Prominent alpine plants on the mountain are Rhododendron aureum and Diapensia lapponica.

== Popular Culture ==
Mount Teshio has been used to inspire the fictional location Teshio Ridge in the 2025 action-adventure video game Ghost of Yōtei. In the game, it serves as the primary location where the player hunts the Kitsune, a member of the Yōtei Six, the main antagonists of the game.

==Climbing routes==
There are three climbing routes up the mountain:
- New Trail (新道コース) is 5.4 km and 3.5 hours to the top.

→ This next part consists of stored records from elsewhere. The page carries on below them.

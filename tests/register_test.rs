//! 店舗登録のテスト
//!
//! 確認コード・入力検証を通ったものだけが登録APIへ送られることを検証

use async_trait::async_trait;
use market_finder::api::RegistrationProvider;
use market_finder::error::{MarketFinderError, Result};
use market_finder::register::{register_shop, RegistrationError, ShopRegistration, VERIFICATION_CODE};
use market_finder_common::Coordinates;
use std::sync::Mutex;

#[derive(Default)]
struct RecordingProvider {
    received: Mutex<Vec<String>>,
}

#[async_trait]
impl RegistrationProvider for RecordingProvider {
    async fn register_shop(&self, registration: &ShopRegistration) -> Result<Option<String>> {
        self.received.lock().unwrap().push(registration.name.clone());
        Ok(Some("registered".to_string()))
    }
}

fn registration() -> ShopRegistration {
    ShopRegistration::new("할매국밥")
        .location(Coordinates::new(35.1, 129.03))
        .photo(vec![0xff, 0xd8])
}

/// 正しい内容は送信される
#[tokio::test]
async fn test_register_valid() {
    let provider = RecordingProvider::default();

    let message = register_shop(&provider, VERIFICATION_CODE, &registration()).await.unwrap();

    assert_eq!(message.as_deref(), Some("registered"));
    assert_eq!(*provider.received.lock().unwrap(), vec!["할매국밥".to_string()]);
}

/// 確認コードが違えば送信しない
#[tokio::test]
async fn test_register_wrong_code() {
    let provider = RecordingProvider::default();

    let err = register_shop(&provider, "1234", &registration()).await.unwrap_err();

    assert!(matches!(
        err,
        MarketFinderError::Registration(RegistrationError::InvalidVerificationCode)
    ));
    assert!(provider.received.lock().unwrap().is_empty());
}

/// 入力の不備があれば送信しない
#[tokio::test]
async fn test_register_invalid_fields() {
    let provider = RecordingProvider::default();

    let mut no_name = registration();
    no_name.name = " ".to_string();
    let mut origin = registration();
    origin.location = Some(Coordinates::new(0.0, 0.0));
    let mut no_photo = registration();
    no_photo.photos.clear();

    let cases = [
        (no_name, RegistrationError::MissingName),
        (origin, RegistrationError::MissingLocation),
        (no_photo, RegistrationError::MissingPhoto),
    ];
    for (reg, expected) in cases {
        let err = register_shop(&provider, VERIFICATION_CODE, &reg).await.unwrap_err();
        assert!(
            matches!(err, MarketFinderError::Registration(e) if e == expected),
            "期待したエラーではない: {:?}",
            expected
        );
    }

    assert!(provider.received.lock().unwrap().is_empty());
}

/// エラーメッセージは不備の内容をそのまま表示する
#[test]
fn test_registration_error_display() {
    let err: MarketFinderError = RegistrationError::MissingPhoto.into();
    assert_eq!(format!("{}", err), format!("{}", RegistrationError::MissingPhoto));
}
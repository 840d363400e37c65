//! 市場・店舗・予測結果の型定義
//!
//! CLIとUIで共有される型:
//! - Market / Shop / Product: 一覧APIの変換後の形
//! - PredictionResult: 料理写真の予測APIの出力
//! - Coordinates: 度単位の緯度経度

use serde::{Deserialize, Serialize};

/// 緯度経度（度）
#[derive(Debug, Clone, Copy, PartialEq, Default, Serialize, Deserialize)]
pub struct Coordinates {
    pub latitude: f64,
    pub longitude: f64,
}

impl Coordinates {
    pub fn new(latitude: f64, longitude: f64) -> Self {
        Self { latitude, longitude }
    }

    /// 緯度経度がともに有限値か
    pub fn is_valid(&self) -> bool {
        self.latitude.is_finite() && self.longitude.is_finite()
    }

    /// 他の座標までの距離（km）
    pub fn distance_to(&self, other: &Coordinates) -> f64 {
        crate::distance::calculate_distance(
            self.latitude,
            self.longitude,
            other.latitude,
            other.longitude,
        )
    }
}

impl std::str::FromStr for Coordinates {
    type Err = String;

    /// "35.10,129.04" 形式
    fn from_str(s: &str) -> Result<Self, Self::Err> {
        let (lat, lon) = s
            .split_once(',')
            .ok_or_else(|| format!("Invalid coordinates: {}. Use LAT,LON", s))?;
        let latitude: f64 = lat
            .trim()
            .parse()
            .map_err(|_| format!("Invalid latitude: {}", lat.trim()))?;
        let longitude: f64 = lon
            .trim()
            .parse()
            .map_err(|_| format!("Invalid longitude: {}", lon.trim()))?;
        let coords = Self::new(latitude, longitude);
        if !coords.is_valid() {
            return Err(format!("Coordinates must be finite: {}", s));
        }
        Ok(coords)
    }
}

/// 伝統市場
#[derive(Debug, Clone, Default, PartialEq, Serialize, Deserialize)]
#[serde(rename_all = "camelCase")]
pub struct Market {
    pub id: String,
    pub name: String,

    #[serde(default)]
    pub address: String,

    #[serde(default)]
    pub description: Option<String>,

    pub latitude: f64,
    pub longitude: f64,

    #[serde(default)]
    pub category: String,

    #[serde(default)]
    pub rating: Option<f64>,

    #[serde(default)]
    pub images: Vec<String>,

    #[serde(default)]
    pub phone: Option<String>,

    #[serde(default)]
    pub opening_hours: Option<String>,
}

/// メニュー項目
#[derive(Debug, Clone, Default, PartialEq, Serialize, Deserialize)]
#[serde(rename_all = "camelCase")]
pub struct MenuItem {
    pub name: String,
    pub price: f64,
    #[serde(default)]
    pub description: Option<String>,
}

/// 市場内の店舗
#[derive(Debug, Clone, Default, PartialEq, Serialize, Deserialize)]
#[serde(rename_all = "camelCase")]
pub struct Shop {
    pub id: String,
    pub name: String,

    #[serde(default)]
    pub address: Option<String>,

    #[serde(default)]
    pub rating: f64,

    #[serde(default)]
    pub description: Option<String>,

    #[serde(default)]
    pub images: Vec<String>,

    #[serde(default)]
    pub category: Option<String>,

    pub latitude: f64,
    pub longitude: f64,

    #[serde(default)]
    pub phone: Option<String>,

    #[serde(default)]
    pub opening_hours: Option<String>,

    #[serde(default)]
    pub menu: Vec<MenuItem>,
}

/// 店舗の商品
#[derive(Debug, Clone, Default, PartialEq, Serialize, Deserialize)]
#[serde(rename_all = "camelCase")]
pub struct Product {
    pub id: String,
    pub name: String,
    pub price: f64,

    #[serde(default)]
    pub rating: f64,

    #[serde(default)]
    pub description: Option<String>,

    #[serde(default)]
    pub images: Vec<String>,

    #[serde(default)]
    pub category: Option<String>,
}

/// 予測結果に含まれるメニュー
#[derive(Debug, Clone, Default, PartialEq, Serialize, Deserialize)]
#[serde(default)]
pub struct PredictedMenu {
    pub menu_id: i64,
    pub menu_name: String,
    pub menu_price: f64,
}

/// 予測結果の候補店舗
///
/// 予測APIのフィールド名（snake_case）のまま保持する。
#[derive(Debug, Clone, Default, PartialEq, Serialize, Deserialize)]
#[serde(default)]
pub struct PredictedShop {
    pub store_id: i64,
    pub store_name: String,
    pub lat: f64,
    pub lon: f64,
    pub address: String,
    pub menu_id: i64,
    pub menu_name: String,
    pub menu_price: f64,
    pub similarity: f64,
    pub menus: Vec<PredictedMenu>,
}

impl PredictedShop {
    /// 一致したメニュー名と価格から説明文を合成
    pub fn synthesized_description(&self) -> String {
        format!("{} - {}", self.menu_name, format_price(self.menu_price))
    }

    /// 表示用のShopに変換（予測には評価がないため0）
    pub fn to_shop(&self) -> Shop {
        let address = if self.address.trim().is_empty() {
            None
        } else {
            Some(self.address.clone())
        };

        Shop {
            id: self.store_id.to_string(),
            name: self.store_name.clone(),
            address,
            rating: 0.0,
            description: Some(self.synthesized_description()),
            latitude: self.lat,
            longitude: self.lon,
            menu: self
                .menus
                .iter()
                .map(|m| MenuItem {
                    name: m.menu_name.clone(),
                    price: m.menu_price,
                    description: None,
                })
                .collect(),
            ..Default::default()
        }
    }
}

/// 予測の説明
#[derive(Debug, Clone, Default, PartialEq, Serialize, Deserialize)]
#[serde(default)]
pub struct Explanation {
    pub title: String,
    pub summary: String,
}

/// 料理写真の予測結果
#[derive(Debug, Clone, Default, PartialEq, Serialize, Deserialize)]
#[serde(default)]
pub struct PredictionResult {
    pub label: String,
    pub confidence: f64,
    pub chosen_label: String,
    pub shops: Vec<PredictedShop>,
    pub explanation: Option<Explanation>,
}

impl PredictionResult {
    /// 保存済みの予測レスポンス（JSON）を読み込み
    pub fn from_file(path: &std::path::Path) -> crate::Result<Self> {
        let content = std::fs::read_to_string(path)?;
        Self::from_json(&content)
    }

    /// JSON文字列から読み込み
    pub fn from_json(json: &str) -> crate::Result<Self> {
        let result: Self = serde_json::from_str(json)?;
        Ok(result)
    }

    /// 候補店舗をShopの形で取得
    pub fn to_shops(&self) -> Vec<Shop> {
        self.shops.iter().map(PredictedShop::to_shop).collect()
    }
}

/// 価格をウォン表記に整形（3桁区切り）
///
/// `9000.0` → `"9,000원"`
pub fn format_price(price: f64) -> String {
    let rounded = price.round() as i64;
    let digits = rounded.unsigned_abs().to_string();

    let mut grouped = String::with_capacity(digits.len() + digits.len() / 3);
    for (i, ch) in digits.chars().enumerate() {
        if i > 0 && (digits.len() - i) % 3 == 0 {
            grouped.push(',');
        }
        grouped.push(ch);
    }

    let sign = if rounded < 0 { "-" } else { "" };
    format!("{}{}원", sign, grouped)
}
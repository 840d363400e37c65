//! 市場探索サービス
//!
//! APIプロバイダ・選択ストア・セッションをまとめ、画面操作に相当する処理を提供する。
//! 取得失敗はそのままエラーとして返す（自動リトライはしない）。

use crate::api::{MarketProvider, PredictionProvider};
use crate::error::{MarketFinderError, Result};
use crate::language::LanguageCode;
use crate::session::Session;
use crate::store::SelectionStore;
use market_finder_common::{Coordinates, Market, PredictionResult, Product, Reconciliation};
use tracing::{debug, info, warn};

/// 写真検索中に仮置きするキーワード
pub const PHOTO_SEARCH_PLACEHOLDER: &str = "…";

pub struct MarketFinder<P, S> {
    provider: P,
    store: S,
    session: Session,
}

impl<P, S> MarketFinder<P, S>
where
    P: MarketProvider + PredictionProvider,
    S: SelectionStore,
{
    /// 保存済みの選択を読み込んで開始
    pub fn new(provider: P, store: S, language: LanguageCode) -> Self {
        let session = Session::load(&store, language);
        Self {
            provider,
            store,
            session,
        }
    }

    pub fn session(&self) -> &Session {
        &self.session
    }

    pub fn store(&self) -> &S {
        &self.store
    }

    pub fn provider(&self) -> &P {
        &self.provider
    }

    /// 市場一覧を取得し直す。保存済みの選択が消えていれば解除する
    pub async fn refresh_markets(&mut self) -> Result<&[Market]> {
        let markets = self.provider.fetch_markets(self.session.language()).await?;
        info!(count = markets.len(), "markets loaded");

        if self.session.apply_markets(markets, &mut self.store)? {
            warn!("persisted market selection was stale and has been cleared");
        }
        Ok(self.session.markets())
    }

    /// 市場を選択し、その店舗一覧を読み込む
    pub async fn select_market(&mut self, market_id: &str) -> Result<()> {
        let markets = self.session.markets();
        if !markets.is_empty() && !markets.iter().any(|m| m.id == market_id) {
            return Err(MarketFinderError::MarketNotFound(market_id.to_string()));
        }

        self.session.select_market(market_id, &mut self.store)?;
        self.load_shops().await?;
        Ok(())
    }

    /// 選択中の市場の店舗一覧を取得
    ///
    /// 取得中に選択が変わった場合は結果を捨てて `false` を返す。
    pub async fn load_shops(&mut self) -> Result<bool> {
        let fetch = self
            .session
            .begin_shop_fetch()
            .ok_or(MarketFinderError::NoMarketSelected)?;

        let shops = self
            .provider
            .fetch_shops_by_market_id(fetch.market_id(), self.session.language())
            .await?;
        debug!(market_id = fetch.market_id(), count = shops.len(), "shops loaded");

        Ok(self.session.complete_shop_fetch(fetch, shops))
    }

    /// 写真から候補店舗を検索
    ///
    /// 候補0件はエラーではなく `empty_prediction` として返る。
    pub async fn search_photo(
        &mut self,
        image: Vec<u8>,
        user_location: Option<Coordinates>,
    ) -> Result<Reconciliation> {
        let market_id = self
            .session
            .selected_market_id()
            .ok_or(MarketFinderError::NoMarketSelected)?
            .to_string();

        self.session.begin_photo_search(PHOTO_SEARCH_PLACEHOLDER);

        match self
            .provider
            .predict(image, self.session.language(), &market_id)
            .await
        {
            Ok(result) => {
                info!(label = %result.chosen_label, shops = result.shops.len(), "photo recognised");
                Ok(self.apply_prediction(result, user_location))
            }
            Err(e) => {
                self.session.fail_photo_search();
                Err(e)
            }
        }
    }

    /// 予測結果（保存済みのものを含む）を反映して表示内容を返す
    pub fn apply_prediction(
        &mut self,
        result: PredictionResult,
        user_location: Option<Coordinates>,
    ) -> Reconciliation {
        self.session.complete_prediction(result);
        self.session.view(user_location)
    }

    /// 店舗の商品一覧
    pub async fn fetch_products(&self, shop_id: &str) -> Result<Vec<Product>> {
        self.provider
            .fetch_products_by_shop_id(shop_id, self.session.language())
            .await
    }

    /// キーワードで絞り込む
    pub fn set_keyword(&mut self, keyword: Option<String>) {
        self.session.set_keyword(keyword);
    }

    /// 検索を解除し、必要なら全店舗を取り直して表示内容を返す
    pub async fn clear_search(&mut self, user_location: Option<Coordinates>) -> Result<Reconciliation> {
        self.session.clear_search();
        let out = self.session.view(user_location);

        if out.refetch_shops_for.is_some() {
            self.load_shops().await?;
            return Ok(self.session.view(user_location));
        }
        Ok(out)
    }

    /// 市場一覧に戻る
    pub fn back_to_markets(&mut self) -> Result<()> {
        self.session.back_to_markets(&mut self.store)
    }

    /// 現在の表示内容
    pub fn view(&self, user_location: Option<Coordinates>) -> Reconciliation {
        self.session.view(user_location)
    }
}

- Mount Mae Teshio Trail (前天塩コース) is 9.1 km and a 4-hour climb over Mount Mae Teshio.
- Historic Trail (旧道（沢）コース) starts on the Mount Mae Teshio trail and branches off. It is 4 km and 3.5 hours to the top. This trail is only for experienced climbers.
There is a connecting path between the new trail and the other two trails.